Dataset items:
BEGIN
//! Health check endpoint.

use super::AppState;
use axum::{extract::State, response::IntoResponse, Json};
use serde_json::json;

/// GET /health - Health check endpoint
pub async fn health(State(state): State<AppState>) -> impl IntoResponse {
    tracing::info!("[health] ok");

    Json(json!({
        "ok": true,
        "dataDir": state.backups.data_dir().display().to_string(),
        "backupDir": state.backups.backup_dir().display().to_string(),
    }))
}
//! In-memory ring buffer of operational log lines.
//!
//! Backs the `/logs` endpoint of the control panel. Lines are fed by
//! [`layer::LogBufferLayer`], which sits next to the stdout formatter in the
//! tracing subscriber.

pub mod layer;

use chrono::{DateTime, FixedOffset, Offset, Utc};
use std::collections::VecDeque;
use std::fmt;
use std::sync::{Mutex, MutexGuard};

/// Default number of lines kept before the oldest are evicted
pub const DEFAULT_MAX_LINES: usize = 2000;

/// Default UTC offset for timestamps (Asia/Shanghai)
pub const DEFAULT_UTC_OFFSET_MINUTES: i32 = 8 * 60;

#[derive(Debug, Clone, Copy, PartialEq, Eq)]
pub enum LogLevel {
    Info,
    Error,
}

impl fmt::Display for LogLevel {
    fn fmt(&self, f: &mut fmt::Formatter<'_>) -> fmt::Result {
        match self {
            LogLevel::Info => f.write_str("info"),
            LogLevel::Error => f.write_str("error"),
        }
    }
}

/// A single buffered line
#[derive(Debug, Clone)]
pub struct LogLine {
    pub timestamp: String,
    pub level: LogLevel,
    pub message: String,
}

impl fmt::Display for LogLine {
    fn fmt(&self, f: &mut fmt::Formatter<'_>) -> fmt::Result {
        write!(f, "{} [{}] {}", self.timestamp, self.level, self.message)
    }
}

/// Bounded, insertion-ordered log store shared across requests
#[derive(Debug)]
pub struct LogBuffer {
    lines: Mutex<VecDeque<LogLine>>,
    max_lines: usize,
    offset: FixedOffset,
}

impl LogBuffer {
    /// Create a buffer holding at most `max_lines` lines (at least one).
    /// Timestamps are rendered at `utc_offset_minutes` from UTC; an out of
    /// range offset falls back to UTC.
    pub fn new(max_lines: usize, utc_offset_minutes: i32) -> Self {
        let max_lines = max_lines.max(1);
        let offset = utc_offset_minutes
            .checked_mul(60)
            .and_then(FixedOffset::east_opt)
            .unwrap_or_else(|| Utc.fix());
        Self {
            lines: Mutex::new(VecDeque::with_capacity(max_lines.min(1024))),
            max_lines,
            offset,
        }
    }

    /// Append a line, evicting from the front once the capacity is exceeded
    pub fn append(&self, level: LogLevel, message: impl Into<String>) {
        self.append_at(Utc::now(), level, message.into());
    }

    fn append_at(&self, at: DateTime<Utc>, level: LogLevel, message: String) {
        let line = LogLine {
            timestamp: at
                .with_timezone(&self.offset)
                .format("%Y/%-m/%-d %H:%M:%S")
                .to_string(),
            level,
            message,
        };

        let mut lines = self.lock();
        lines.push_back(line);
        while lines.len() > self.max_lines {
            lines.pop_front();
        }
    }

    /// The last `min(limit, capacity)` lines, oldest first
    pub fn read(&self, limit: usize) -> Vec<LogLine> {
        let lines = self.lock();
        let count = limit.min(self.max_lines).min(lines.len());
        lines.iter().skip(lines.len() - count).cloned().collect()
    }

    pub fn clear(&self) {
        self.lock().clear();
    }

    pub fn len(&self) -> usize {
        self.lock().len()
    }

    pub fn is_empty(&self) -> bool {
        self.lock().is_empty()
    }

    pub fn capacity(&self) -> usize {
        self.max_lines
    }

    // A panic while holding the lock cannot leave the deque half-updated.
    fn lock(&self) -> MutexGuard<'_, VecDeque<LogLine>> {
        self.lines.lock().unwrap_or_else(|poisoned| poisoned.into_inner())
    }
}

impl Default for LogBuffer {
    fn default() -> Self {
        Self::new(DEFAULT_MAX_LINES, DEFAULT_UTC_OFFSET_MINUTES)
    }
}

#[cfg(test)]
mod tests {
    use super::*;
    use chrono::TimeZone;

    fn messages(lines: &[LogLine]) -> Vec<String> {
        lines.iter().map(|l| l.message.clone()).collect()
    }

    #[test]
    fn test_never_exceeds_capacity_and_evicts_oldest() {
        let buffer = LogBuffer::new(3, 0);
        for i in 0..10 {
            buffer.append(LogLevel::Info, format!("line {i}"));
            assert!(buffer.len() <= 3);
        }
        assert_eq!(
            messages(&buffer.read(100)),
            vec!["line 7", "line 8", "line 9"]
        );
    }

    #[test]
    fn test_read_returns_tail_in_insertion_order() {
        let buffer = LogBuffer::new(10, 0);
        for i in 0..5 {
            buffer.append(LogLevel::Info, format!("m{i}"));
        }
        assert_eq!(messages(&buffer.read(2)), vec!["m3", "m4"]);
        assert_eq!(buffer.read(0).len(), 0);
        assert_eq!(buffer.read(50).len(), 5);
    }

    #[test]
    fn test_clear_empties_buffer() {
        let buffer = LogBuffer::new(10, 0);
        buffer.append(LogLevel::Error, "boom");
        assert!(!buffer.is_empty());
        buffer.clear();
        assert!(buffer.is_empty());
        assert!(buffer.read(10).is_empty());
    }

    #[test]
    fn test_line_format_uses_configured_offset() {
        let buffer = LogBuffer::new(10, 8 * 60);
        let at = Utc.with_ymd_and_hms(2024, 1, 5, 20, 4, 3).unwrap();
        buffer.append_at(at, LogLevel::Error, "[backup] error: disk full".into());

        let line = buffer.read(1).remove(0);
        assert_eq!(
            line.to_string(),
            "2024/1/6 04:04:03 [error] [backup] error: disk full"
        );
    }

    #[test]
    fn test_zero_capacity_is_clamped() {
        let buffer = LogBuffer::new(0, 0);
        buffer.append(LogLevel::Info, "a");
        buffer.append(LogLevel::Info, "b");
        assert_eq!(buffer.capacity(), 1);
        assert_eq!(messages(&buffer.read(5)), vec!["b"]);
    }
}
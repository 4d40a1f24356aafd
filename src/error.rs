use thiserror::Error;

pub type Result<T, E = HeapError> = std::result::Result<T, E>;

#[derive(Error, Debug, Clone, Copy, PartialEq, Eq)]
pub enum HeapError {
    #[error("invalid argument: {0}")]
    InvalidArgument(#[from] InvalidArgument),

    #[error("heap is empty")]
    Underflow,

    #[error("index {index} is outside the live slots 1..={len}")]
    IndexOutOfRange { index: usize, len: usize },
}

/// The specific misuse behind [`HeapError::InvalidArgument`].
#[derive(Error, Debug, Clone, Copy, PartialEq, Eq)]
pub enum InvalidArgument {
    #[error("branching factor must be at least 2, got {0}")]
    BranchingFactor(usize),

    #[error("index {0} has no parent")]
    NoParent(usize),

    #[error("index {0} has no children")]
    NoChildren(usize),

    #[error("first child of index {0} does not fit in usize")]
    ChildIndexOverflow(usize),
}
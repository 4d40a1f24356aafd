use crate::heap::DHeap;

pub fn init_test() {
    drop(env_logger::try_init());
}

/// Checks that every live slot is no smaller than its parent.
pub fn assert_heap_ordered<T: Ord + std::fmt::Debug>(heap: &DHeap<T>) {
    for i in 2..=heap.size() {
        let p = heap.parent_index(i).unwrap();
        let parent = heap.get(p).unwrap();
        let child = heap.get(i).unwrap();
        assert!(
            parent <= child,
            "slot {} ({:?}) is smaller than its parent slot {} ({:?})",
            i,
            child,
            p,
            parent
        );
    }
}
//! A d-ary min-heap backed by a single growable buffer.

pub mod error;
pub mod heap;

#[cfg(test)]
mod testing;

pub use error::{HeapError, InvalidArgument, Result};
pub use heap::{DHeap, DEFAULT_BRANCHING_FACTOR, DEFAULT_CAPACITY};
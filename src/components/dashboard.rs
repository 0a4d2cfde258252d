//! Dashboard Component
//!
//! Lists the plates from `/foods` and wires the add, update, delete and
//! availability commands to the local mirror. Modal forms are supplied by
//! the caller as children and reach the commands through
//! [`DashboardContext`].

use leptos::prelude::*;
use leptos::task::spawn_local;
use reactive_stores::Store;

use food_core::{handlers, FoodDraft, FoodPlate, LoadState};

use crate::commands::HttpFoodStore;
use crate::components::{FoodCard, Header};
use crate::context::DashboardContext;
use crate::store::{
    store_edit_target, store_foods, store_settle, store_settle_load, store_status,
    DashboardState, DashboardStateStoreFields,
};

#[component]
pub fn Dashboard(
    api: HttpFoodStore,
    /// Modal forms rendered alongside the list
    #[prop(optional)]
    children: Option<Children>,
) -> impl IntoView {
    let store = Store::new(DashboardState::default());
    provide_context(store);

    // Load foods on mount
    {
        let api = api.clone();
        Effect::new(move |_| {
            let api = api.clone();
            store.load().set(LoadState::Loading);
            spawn_local(async move {
                let outcome = handlers::load_foods(&api).await;
                store_settle_load(&store, outcome);
            });
        });
    }

    let add_food = {
        let api = api.clone();
        Callback::new(move |draft: FoodDraft| {
            let api = api.clone();
            spawn_local(async move {
                let outcome = handlers::add_food(&api, draft).await;
                store_settle(&store, outcome);
            });
        })
    };

    let update_food = {
        let api = api.clone();
        Callback::new(move |draft: FoodDraft| {
            let api = api.clone();
            let target = store_edit_target(&store);
            spawn_local(async move {
                let outcome = handlers::update_food(&api, target.as_ref(), draft).await;
                store_settle(&store, outcome);
            });
        })
    };

    let delete_food = {
        let api = api.clone();
        Callback::new(move |id: u32| {
            let api = api.clone();
            spawn_local(async move {
                let outcome = handlers::delete_food(&api, id).await;
                store_settle(&store, outcome);
            });
        })
    };

    let update_availability = {
        let api = api.clone();
        Callback::new(move |food: FoodPlate| {
            let api = api.clone();
            spawn_local(async move {
                let outcome = handlers::set_availability(&api, food).await;
                store_settle(&store, outcome);
            });
        })
    };

    let ctx = DashboardContext::new(store, add_food, update_food);
    provide_context(ctx);

    let edit_food = Callback::new(move |food: FoodPlate| ctx.edit_food(food));

    let status = move || store_status(&store);

    view! {
        <Header />
        {children.map(|children| children())}

        {move || status().map(|message| view! {
            <p class="dashboard-status" role="status">{message}</p>
        })}

        <div class="foods-container" data-testid="foods-list">
            <For
                each=move || store_foods(&store)
                key=|food| food.clone()
                children=move |food| view! {
                    <FoodCard
                        food=food
                        on_edit=edit_food
                        on_delete=delete_food
                        on_toggle_availability=update_availability
                    />
                }
            />
        </div>
    }
}
//! Load status of the initial collection read.

use crate::error::DashboardError;

#[derive(Debug, Clone, Default, PartialEq)]
pub enum LoadState {
    #[default]
    Idle,
    Loading,
    Ready,
    Failed(DashboardError),
}

impl LoadState {
    pub fn is_loading(&self) -> bool {
        matches!(self, LoadState::Loading)
    }

    pub fn error(&self) -> Option<&DashboardError> {
        match self {
            LoadState::Failed(err) => Some(err),
            _ => None,
        }
    }
}
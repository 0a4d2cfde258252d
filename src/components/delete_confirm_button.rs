//! Delete Confirm Button Component
//!
//! Inline two-step delete for a plate card: the first click asks, naming
//! the plate, the second confirms.

use leptos::prelude::*;

/// Inline delete confirmation button
///
/// # Arguments
/// * `button_class` - CSS class for the initial delete button
/// * `plate_name` - Name shown in the confirmation prompt
/// * `on_confirm` - Callback to execute when user confirms deletion
#[component]
pub fn DeleteConfirmButton(
    #[prop(into)] button_class: String,
    #[prop(into)] plate_name: String,
    #[prop(into)] on_confirm: Callback<()>,
) -> impl IntoView {
    let (confirming, set_confirming) = signal(false);
    let prompt = confirm_prompt(&plate_name);
    let title = format!("Delete {}", plate_name.trim());

    view! {
        <Show
            when=move || confirming.get()
            fallback=move || {
                let class = button_class.clone();
                let title = title.clone();
                view! {
                    <button
                        type="button"
                        class=class
                        title=title.clone()
                        aria-label=title
                        on:click=move |ev| {
                            ev.stop_propagation();
                            set_confirming.set(true);
                        }
                    >
                        "Delete"
                    </button>
                }
            }
        >
            <span class="delete-confirm">
                <span class="delete-confirm-text">{prompt.clone()}</span>
                <button
                    type="button"
                    class="confirm-btn"
                    on:click=move |ev| {
                        ev.stop_propagation();
                        set_confirming.set(false);
                        on_confirm.run(());
                    }
                >
                    "Yes"
                </button>
                <button
                    type="button"
                    class="cancel-btn"
                    on:click=move |ev| {
                        ev.stop_propagation();
                        set_confirming.set(false);
                    }
                >
                    "No"
                </button>
            </span>
        </Show>
    }
}

/// Confirmation text for deleting `plate_name`
fn confirm_prompt(plate_name: &str) -> String {
    match plate_name.trim() {
        "" => "Remove this plate?".to_string(),
        name => format!("Remove \"{}\" from the menu?", name),
    }
}

#[cfg(test)]
mod tests {
    use super::*;

    #[test]
    fn test_prompt_names_the_plate() {
        assert_eq!(confirm_prompt(" Veggie "), "Remove \"Veggie\" from the menu?");
    }

    #[test]
    fn test_prompt_without_name() {
        assert_eq!(confirm_prompt("   "), "Remove this plate?");
    }
}
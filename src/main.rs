//! Food Dashboard Frontend Entry Point

mod app;
mod commands;
mod components;
mod config;
mod context;
mod store;

use app::App;
use config::ApiConfig;
use leptos::prelude::*;

fn main() {
    console_error_panic_hook::set_once();

    let config = ApiConfig::from_env();
    if let Err(err) = console_log::init_with_level(config.log_level) {
        web_sys::console::error_1(&format!("[MAIN] logger init failed: {}", err).into());
    }

    mount_to_body(move || {
        provide_context(config);
        view! { <App /> }
    });
}
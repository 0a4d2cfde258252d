//! Food Commands
//!
//! `RemoteStore` over HTTP using `gloo-net` (browser `fetch`).

use async_trait::async_trait;
use gloo_net::http::{Request, Response};
use serde::de::DeserializeOwned;

use food_core::{FoodPlate, NewFoodPlate, RemoteError, RemoteResult, RemoteStore};

use crate::config::ApiConfig;

/// HTTP client for the food API
#[derive(Debug, Clone)]
pub struct HttpFoodStore {
    config: ApiConfig,
}

impl HttpFoodStore {
    pub fn new(config: ApiConfig) -> Self {
        Self { config }
    }
}

fn transport(err: gloo_net::Error) -> RemoteError {
    RemoteError::Transport(err.to_string())
}

/// `RemoteError::Status` for a non-2xx status, `None` otherwise.
///
/// A non-empty body is the message; the status text is the fallback.
fn status_error(status: u16, status_text: String, body: Option<String>) -> Option<RemoteError> {
    if (200..300).contains(&status) {
        return None;
    }
    let message = body
        .map(|b| b.trim().to_string())
        .filter(|b| !b.is_empty())
        .unwrap_or(status_text);
    Some(RemoteError::Status { status, message })
}

async fn check_status(resp: Response) -> RemoteResult<Response> {
    if resp.ok() {
        return Ok(resp);
    }
    let body = resp.text().await.ok();
    match status_error(resp.status(), resp.status_text(), body) {
        Some(err) => Err(err),
        None => Ok(resp),
    }
}

async fn decode<T: DeserializeOwned>(resp: Response) -> RemoteResult<T> {
    let resp = check_status(resp).await?;
    resp.json::<T>()
        .await
        .map_err(|e| RemoteError::Decode(e.to_string()))
}

#[async_trait(?Send)]
impl RemoteStore for HttpFoodStore {
    async fn list(&self) -> RemoteResult<Vec<FoodPlate>> {
        let resp = Request::get(&self.config.foods_url())
            .send()
            .await
            .map_err(transport)?;
        decode(resp).await
    }

    async fn create(&self, plate: &NewFoodPlate) -> RemoteResult<FoodPlate> {
        let resp = Request::post(&self.config.foods_url())
            .json(plate)
            .map_err(transport)?
            .send()
            .await
            .map_err(transport)?;
        decode(resp).await
    }

    async fn replace(&self, plate: &FoodPlate) -> RemoteResult<FoodPlate> {
        let resp = Request::put(&self.config.food_url(plate.id))
            .json(plate)
            .map_err(transport)?
            .send()
            .await
            .map_err(transport)?;
        decode(resp).await
    }

    async fn delete(&self, id: u32) -> RemoteResult<()> {
        let resp = Request::delete(&self.config.food_url(id))
            .send()
            .await
            .map_err(transport)?;
        // body is not meaningful
        check_status(resp).await.map(|_| ())
    }
}
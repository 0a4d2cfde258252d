//! Dashboard Command Handlers
//!
//! Each handler performs one remote call and turns the response into the
//! [`FoodEvent`] that reconciles the local mirror. Handlers never touch
//! view state themselves; the caller applies the event, which lets it
//! drop responses that arrive after the view is gone.

use crate::domain::{FoodDraft, FoodPlate};
use crate::error::{DashboardError, DashboardResult, Operation, RemoteError};
use crate::mirror::{FoodEvent, MirrorEvent};
use crate::remote::RemoteStore;

fn failed(operation: Operation, cause: RemoteError) -> DashboardError {
    log::warn!("[DASHBOARD] {} failed: {}", operation, cause);
    DashboardError::remote(operation, cause)
}

/// Read the whole collection for the initial render
pub async fn load_foods<S>(store: &S) -> DashboardResult<FoodEvent>
where
    S: RemoteStore + ?Sized,
{
    let plates = store
        .list()
        .await
        .map_err(|cause| failed(Operation::Load, cause))?;
    log::debug!("[DASHBOARD] loaded {} plates", plates.len());
    Ok(MirrorEvent::Loaded(plates))
}

/// Create a plate from `draft`. The server assigns the id.
pub async fn add_food<S>(store: &S, draft: FoodDraft) -> DashboardResult<FoodEvent>
where
    S: RemoteStore + ?Sized,
{
    let created = store
        .create(&draft.into_new_plate())
        .await
        .map_err(|cause| failed(Operation::Add, cause))?;
    log::debug!("[DASHBOARD] added plate {}", created.id);
    Ok(MirrorEvent::Added(created))
}

/// Replace the staged edit target with `draft`
pub async fn update_food<S>(
    store: &S,
    target: Option<&FoodPlate>,
    draft: FoodDraft,
) -> DashboardResult<FoodEvent>
where
    S: RemoteStore + ?Sized,
{
    let target = target.ok_or(DashboardError::NoEditTarget)?;
    let echoed = store
        .replace(&draft.into_plate(target.id))
        .await
        .map_err(|cause| failed(Operation::Update, cause))?;
    log::debug!("[DASHBOARD] updated plate {}", echoed.id);
    Ok(MirrorEvent::Replaced(echoed))
}

pub async fn delete_food<S>(store: &S, id: u32) -> DashboardResult<FoodEvent>
where
    S: RemoteStore + ?Sized,
{
    store
        .delete(id)
        .await
        .map_err(|cause| failed(Operation::Delete, cause))?;
    log::debug!("[DASHBOARD] deleted plate {}", id);
    Ok(MirrorEvent::Removed(id))
}

/// Persist a plate whose `available` flag the caller already flipped
pub async fn set_availability<S>(store: &S, plate: FoodPlate) -> DashboardResult<FoodEvent>
where
    S: RemoteStore + ?Sized,
{
    let echoed = store
        .replace(&plate)
        .await
        .map_err(|cause| failed(Operation::SetAvailability, cause))?;
    log::debug!(
        "[DASHBOARD] plate {} available={}",
        echoed.id,
        echoed.available
    );
    Ok(MirrorEvent::Replaced(echoed))
}

#[cfg(test)]
mod tests {
    use super::*;
    use crate::domain::NewFoodPlate;
    use crate::error::RemoteResult;
    use crate::mirror::FoodMirror;
    use async_trait::async_trait;
    use std::cell::{Cell, RefCell};
    use tokio::sync::oneshot;

    /// In-memory stand-in for the `/foods` API
    struct FakeStore {
        plates: RefCell<Vec<FoodPlate>>,
        next_id: Cell<u32>,
        offline: Cell<bool>,
        /// Holds the next create response until released
        create_gate: RefCell<Option<oneshot::Receiver<()>>>,
        replaced: RefCell<Vec<FoodPlate>>,
    }

    impl FakeStore {
        fn seeded(plates: Vec<FoodPlate>) -> Self {
            let next_id = plates.iter().map(|p| p.id).max().unwrap_or(0) + 1;
            Self {
                plates: RefCell::new(plates),
                next_id: Cell::new(next_id),
                offline: Cell::new(false),
                create_gate: RefCell::new(None),
                replaced: RefCell::new(Vec::new()),
            }
        }

        fn check_online(&self) -> RemoteResult<()> {
            if self.offline.get() {
                return Err(RemoteError::Transport("connection refused".to_string()));
            }
            Ok(())
        }
    }

    #[async_trait(?Send)]
    impl RemoteStore for FakeStore {
        async fn list(&self) -> RemoteResult<Vec<FoodPlate>> {
            self.check_online()?;
            Ok(self.plates.borrow().clone())
        }

        async fn create(&self, plate: &NewFoodPlate) -> RemoteResult<FoodPlate> {
            self.check_online()?;
            let id = self.next_id.get();
            self.next_id.set(id + 1);
            let stored = FoodPlate {
                id,
                name: plate.name.clone(),
                image: plate.image.clone(),
                price: plate.price.clone(),
                description: plate.description.clone(),
                available: plate.available,
            };
            self.plates.borrow_mut().push(stored.clone());

            let gate = self.create_gate.borrow_mut().take();
            if let Some(gate) = gate {
                let _ = gate.await;
            }
            Ok(stored)
        }

        async fn replace(&self, plate: &FoodPlate) -> RemoteResult<FoodPlate> {
            self.check_online()?;
            self.replaced.borrow_mut().push(plate.clone());
            let mut plates = self.plates.borrow_mut();
            let slot = plates
                .iter_mut()
                .find(|p| p.id == plate.id)
                .ok_or_else(|| RemoteError::Status {
                    status: 404,
                    message: "Not Found".to_string(),
                })?;
            *slot = plate.clone();
            Ok(plate.clone())
        }

        async fn delete(&self, id: u32) -> RemoteResult<()> {
            self.check_online()?;
            self.plates.borrow_mut().retain(|p| p.id != id);
            Ok(())
        }
    }

    fn plate(id: u32) -> FoodPlate {
        FoodPlate {
            id,
            name: format!("Plate {}", id),
            image: format!("https://example.com/{}.png", id),
            price: format!("{}.90", id),
            description: format!("Description {}", id),
            available: id % 2 == 0,
        }
    }

    fn draft(name: &str) -> FoodDraft {
        FoodDraft {
            name: name.to_string(),
            image: "https://example.com/new.png".to_string(),
            price: "24.50".to_string(),
            description: "Fresh".to_string(),
        }
    }

    async fn loaded_mirror(store: &FakeStore) -> FoodMirror {
        let mut mirror = FoodMirror::new();
        mirror.apply(load_foods(store).await.expect("load failed"));
        mirror
    }

    fn ids(mirror: &FoodMirror) -> Vec<u32> {
        mirror.iter().map(|p| p.id).collect()
    }

    #[tokio::test]
    async fn test_load_mirrors_server_records_in_order() {
        let store = FakeStore::seeded(vec![plate(3), plate(1), plate(2)]);
        let mirror = loaded_mirror(&store).await;

        assert_eq!(mirror.len(), 3);
        assert_eq!(mirror.to_vec(), vec![plate(3), plate(1), plate(2)]);
    }

    #[tokio::test]
    async fn test_add_appends_server_record() {
        let store = FakeStore::seeded(vec![plate(1), plate(2)]);
        store.next_id.set(7);
        let mut mirror = loaded_mirror(&store).await;
        let before = mirror.to_vec();

        let event = add_food(&store, draft("Gnocchi")).await.unwrap();
        assert!(mirror.apply(event));

        let mut expected = before;
        expected.push(draft("Gnocchi").into_plate(7));
        assert_eq!(mirror.to_vec(), expected);
        assert!(mirror.get(7).unwrap().available);
    }

    #[tokio::test]
    async fn test_update_replaces_in_place() {
        let store = FakeStore::seeded(vec![plate(1), plate(3), plate(5)]);
        let mut mirror = loaded_mirror(&store).await;
        let target = plate(3);

        let event = update_food(&store, Some(&target), draft("Renamed"))
            .await
            .unwrap();
        mirror.apply(event);

        assert_eq!(ids(&mirror), vec![1, 3, 5]);
        let updated = mirror.get(3).unwrap();
        assert_eq!(updated.name, "Renamed");
        assert!(updated.available);
        assert_eq!(mirror.get(1), Some(&plate(1)));
        assert_eq!(mirror.get(5), Some(&plate(5)));
    }

    #[tokio::test]
    async fn test_update_without_target_sends_nothing() {
        let store = FakeStore::seeded(vec![plate(1)]);

        let err = update_food(&store, None, draft("x")).await.unwrap_err();

        assert_eq!(err, DashboardError::NoEditTarget);
        assert!(store.replaced.borrow().is_empty());
    }

    #[tokio::test]
    async fn test_delete_removes_once_and_repeat_is_noop() {
        let store = FakeStore::seeded(vec![plate(4), plate(5), plate(6)]);
        let mut mirror = loaded_mirror(&store).await;

        mirror.apply(delete_food(&store, 5).await.unwrap());
        assert_eq!(ids(&mirror), vec![4, 6]);

        assert!(!mirror.apply(delete_food(&store, 5).await.unwrap()));
        assert_eq!(mirror.len(), 2);
    }

    #[tokio::test]
    async fn test_set_availability_sends_full_record() {
        let store = FakeStore::seeded(vec![plate(2)]);
        let flipped = plate(2).with_availability(false);

        set_availability(&store, flipped.clone()).await.unwrap();

        assert_eq!(store.replaced.borrow().as_slice(), &[flipped]);
    }

    // Mirroring the old view, a toggle left the rendered list stale until
    // the next full reload. The echo is now applied like any replace.
    #[tokio::test]
    async fn test_set_availability_reflects_server_echo() {
        let store = FakeStore::seeded(vec![plate(1), plate(2)]);
        let mut mirror = loaded_mirror(&store).await;

        let event = set_availability(&store, plate(1).with_availability(true))
            .await
            .unwrap();
        mirror.apply(event);

        assert!(mirror.get(1).unwrap().available);
        assert_eq!(ids(&mirror), vec![1, 2]);
    }

    #[tokio::test]
    async fn test_delete_before_add_resolves_leaks_nothing() {
        let store = FakeStore::seeded(vec![plate(1)]);
        store.next_id.set(7);
        let (release, gate) = oneshot::channel();
        *store.create_gate.borrow_mut() = Some(gate);
        let mut mirror = loaded_mirror(&store).await;

        let mut removed = None;
        let (added, ()) = tokio::join!(add_food(&store, draft("Flash")), async {
            removed = Some(delete_food(&store, 7).await);
            let _ = release.send(());
        });

        // responses are applied in the order they resolved
        mirror.apply(removed.unwrap().unwrap());
        mirror.apply(added.unwrap());

        assert_eq!(ids(&mirror), vec![1]);
        assert!(!mirror.contains(7));
    }

    #[tokio::test]
    async fn test_failures_name_their_operation() {
        let store = FakeStore::seeded(vec![plate(1), plate(2)]);
        store.offline.set(true);

        let results = vec![
            (Operation::Load, load_foods(&store).await),
            (Operation::Add, add_food(&store, draft("a")).await),
            (
                Operation::Update,
                update_food(&store, Some(&plate(1)), draft("b")).await,
            ),
            (Operation::Delete, delete_food(&store, 1).await),
            (
                Operation::SetAvailability,
                set_availability(&store, plate(2).with_availability(false)).await,
            ),
        ];

        for (operation, result) in results {
            match result {
                Err(DashboardError::RemoteOperationFailed { operation: op, cause }) => {
                    assert_eq!(op, operation);
                    assert!(matches!(cause, RemoteError::Transport(_)));
                }
                other => panic!("{} should fail, got {:?}", operation, other),
            }
        }
        store.offline.set(false);
        assert_eq!(store.plates.borrow().as_slice(), &[plate(1), plate(2)]);
    }

    #[tokio::test]
    async fn test_server_rejection_is_reported_as_status() {
        let store = FakeStore::seeded(vec![plate(1)]);

        let err = set_availability(&store, plate(42)).await.unwrap_err();

        assert_eq!(
            err,
            DashboardError::remote(
                Operation::SetAvailability,
                RemoteError::Status {
                    status: 404,
                    message: "Not Found".to_string()
                }
            )
        );
    }
}
//! Remote API Bindings
//!
//! Frontend bindings to the `/foods` REST resource.

mod food;

pub use food::HttpFoodStore;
END
* [TO DO]: Among the lines of the data above, count those containing the word "backups" and report the total alone.

* [SOLUTION TO THE EXERCISE]: 2